WORK REQUEST: Your answer consists of the lines in the data that contain "status". Copy each of them.

DATA EXTRACT:
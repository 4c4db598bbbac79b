use axum::{
    extract::{Request, State},
    http::header::AUTHORIZATION,
    middleware::Next,
    response::Response,
};
use jsonwebtoken::decode;
use serde::{Deserialize, Serialize};

use crate::{
    error::ApiError,
    state::{AppState, CachedAuth},
};

#[derive(Debug, Serialize, Deserialize)]
pub struct Claims {
    /// Account id as a string, per JWT convention
    pub sub: String,
    #[serde(default)]
    pub staff: bool,
    pub exp: usize,
}

/// Identity attached to every request by [`jwt_middleware`].
///
/// Requests without a usable token still pass through as `Unauthorized`;
/// handlers decide what they require via [`AppUser::user_id`] or
/// [`AppUser::require_staff`].
#[derive(Debug, Clone)]
pub enum AppUser {
    User { id: i32, staff: bool },
    Unauthorized,
}

impl AppUser {
    pub fn user_id(&self) -> Result<i32, ApiError> {
        match self {
            AppUser::User { id, .. } => Ok(*id),
            AppUser::Unauthorized => {
                Err(ApiError::unauthorized("Missing or invalid bearer token"))
            }
        }
    }

    pub fn require_staff(&self) -> Result<i32, ApiError> {
        match self {
            AppUser::User { id, staff: true } => Ok(*id),
            AppUser::User { .. } => Err(ApiError::forbidden("Staff access required")),
            AppUser::Unauthorized => {
                Err(ApiError::unauthorized("Missing or invalid bearer token"))
            }
        }
    }
}

fn token_hash(token: &str) -> String {
    let mut hasher = blake3::Hasher::new();
    hasher.update(token.as_bytes());
    hasher.finalize().to_hex().to_string()
}

fn bearer_token(request: &Request) -> Option<&str> {
    request
        .headers()
        .get(AUTHORIZATION)
        .and_then(|v| v.to_str().ok())
        .and_then(|v| v.strip_prefix("Bearer "))
        .map(str::trim)
        .filter(|t| !t.is_empty())
}

/// Validate a bearer token against the configured HS256 secret, going
/// through the short-TTL auth cache first.
pub(crate) fn authorize(state: &AppState, token: &str) -> AppUser {
    let hash = token_hash(token);
    if let Some(cached) = state.auth_cache.get(&hash) {
        return match cached {
            CachedAuth::User { id, staff } => AppUser::User { id, staff },
            CachedAuth::Invalid => AppUser::Unauthorized,
        };
    }

    let decoded = decode::<Claims>(token, &state.jwt_decoding_key, &state.jwt_validation)
        .ok()
        .and_then(|data| {
            let id = data.claims.sub.parse::<i32>().ok()?;
            Some((id, data.claims.staff))
        });

    match decoded {
        Some((id, staff)) => {
            state.auth_cache.insert(hash, CachedAuth::User { id, staff });
            AppUser::User { id, staff }
        }
        None => {
            state.auth_cache.insert(hash, CachedAuth::Invalid);
            AppUser::Unauthorized
        }
    }
}

pub async fn jwt_middleware(
    State(state): State<AppState>,
    mut request: Request,
    next: Next,
) -> Result<Response, ApiError> {
    let user = match bearer_token(&request) {
        Some(token) => authorize(&state, token),
        None => AppUser::Unauthorized,
    };

    request.extensions_mut().insert(user);
    Ok(next.run(request).await)
}
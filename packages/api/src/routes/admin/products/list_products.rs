use axum::{
    Extension, Json,
    extract::{Query, State},
};
use sea_orm::{
    ColumnTrait, Condition, EntityTrait, JoinType, PaginatorTrait, QueryFilter, QueryOrder,
    QuerySelect, RelationTrait,
    sea_query::{Expr, Func},
};

use crate::{
    entity::{category, product},
    error::ApiError,
    middleware::jwt::AppUser,
    routes::{
        PageParams,
        catalog::list_products::{PAGE_SIZE, ProductsResponse, load_product_items},
    },
    state::AppState,
};

/// Same shape as the storefront listing, but hidden products are included so
/// the back office can manage them.
#[utoipa::path(
    get,
    path = "/admin/products",
    tag = "admin",
    params(
        ("search" = Option<String>, Query, description = "Match against product or category name"),
        ("page" = Option<u64>, Query, description = "1-based page number")
    ),
    responses(
        (status = 200, description = "Products including hidden ones"),
        (status = 401, description = "Unauthorized"),
        (status = 403, description = "Forbidden")
    ),
    security(("bearer_auth" = []))
)]
#[tracing::instrument(name = "GET /admin/products", skip(state, user))]
pub async fn list_products(
    State(state): State<AppState>,
    Extension(user): Extension<AppUser>,
    Query(params): Query<PageParams>,
) -> Result<Json<ProductsResponse>, ApiError> {
    user.require_staff()?;

    let mut select = product::Entity::find();

    if let Some(query) = params.search.as_deref().map(str::trim).filter(|q| !q.is_empty()) {
        let pattern = format!("%{}%", query.to_lowercase());
        select = select
            .join(JoinType::InnerJoin, product::Relation::Category.def())
            .filter(
                Condition::any()
                    .add(
                        Expr::expr(Func::lower(Expr::col((
                            product::Entity,
                            product::Column::Name,
                        ))))
                        .like(pattern.clone()),
                    )
                    .add(
                        Expr::expr(Func::lower(Expr::col((
                            category::Entity,
                            category::Column::Name,
                        ))))
                        .like(pattern),
                    ),
            );
    }

    let paginator = select
        .order_by_asc(product::Column::Id)
        .paginate(&state.db, PAGE_SIZE);
    let total = paginator.num_items().await?;
    let page = params.page.unwrap_or(1).max(1);
    let products = paginator.fetch_page(page - 1).await?;

    let products = load_product_items(&state.db, products).await?;

    Ok(Json(ProductsResponse {
        products,
        total,
        page,
        page_size: PAGE_SIZE,
    }))
}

OUTPUT:
        (status = 200, description = "Products including hidden ones"),
        (status = 401, description = "Unauthorized"),
        (status = 403, description = "Forbidden")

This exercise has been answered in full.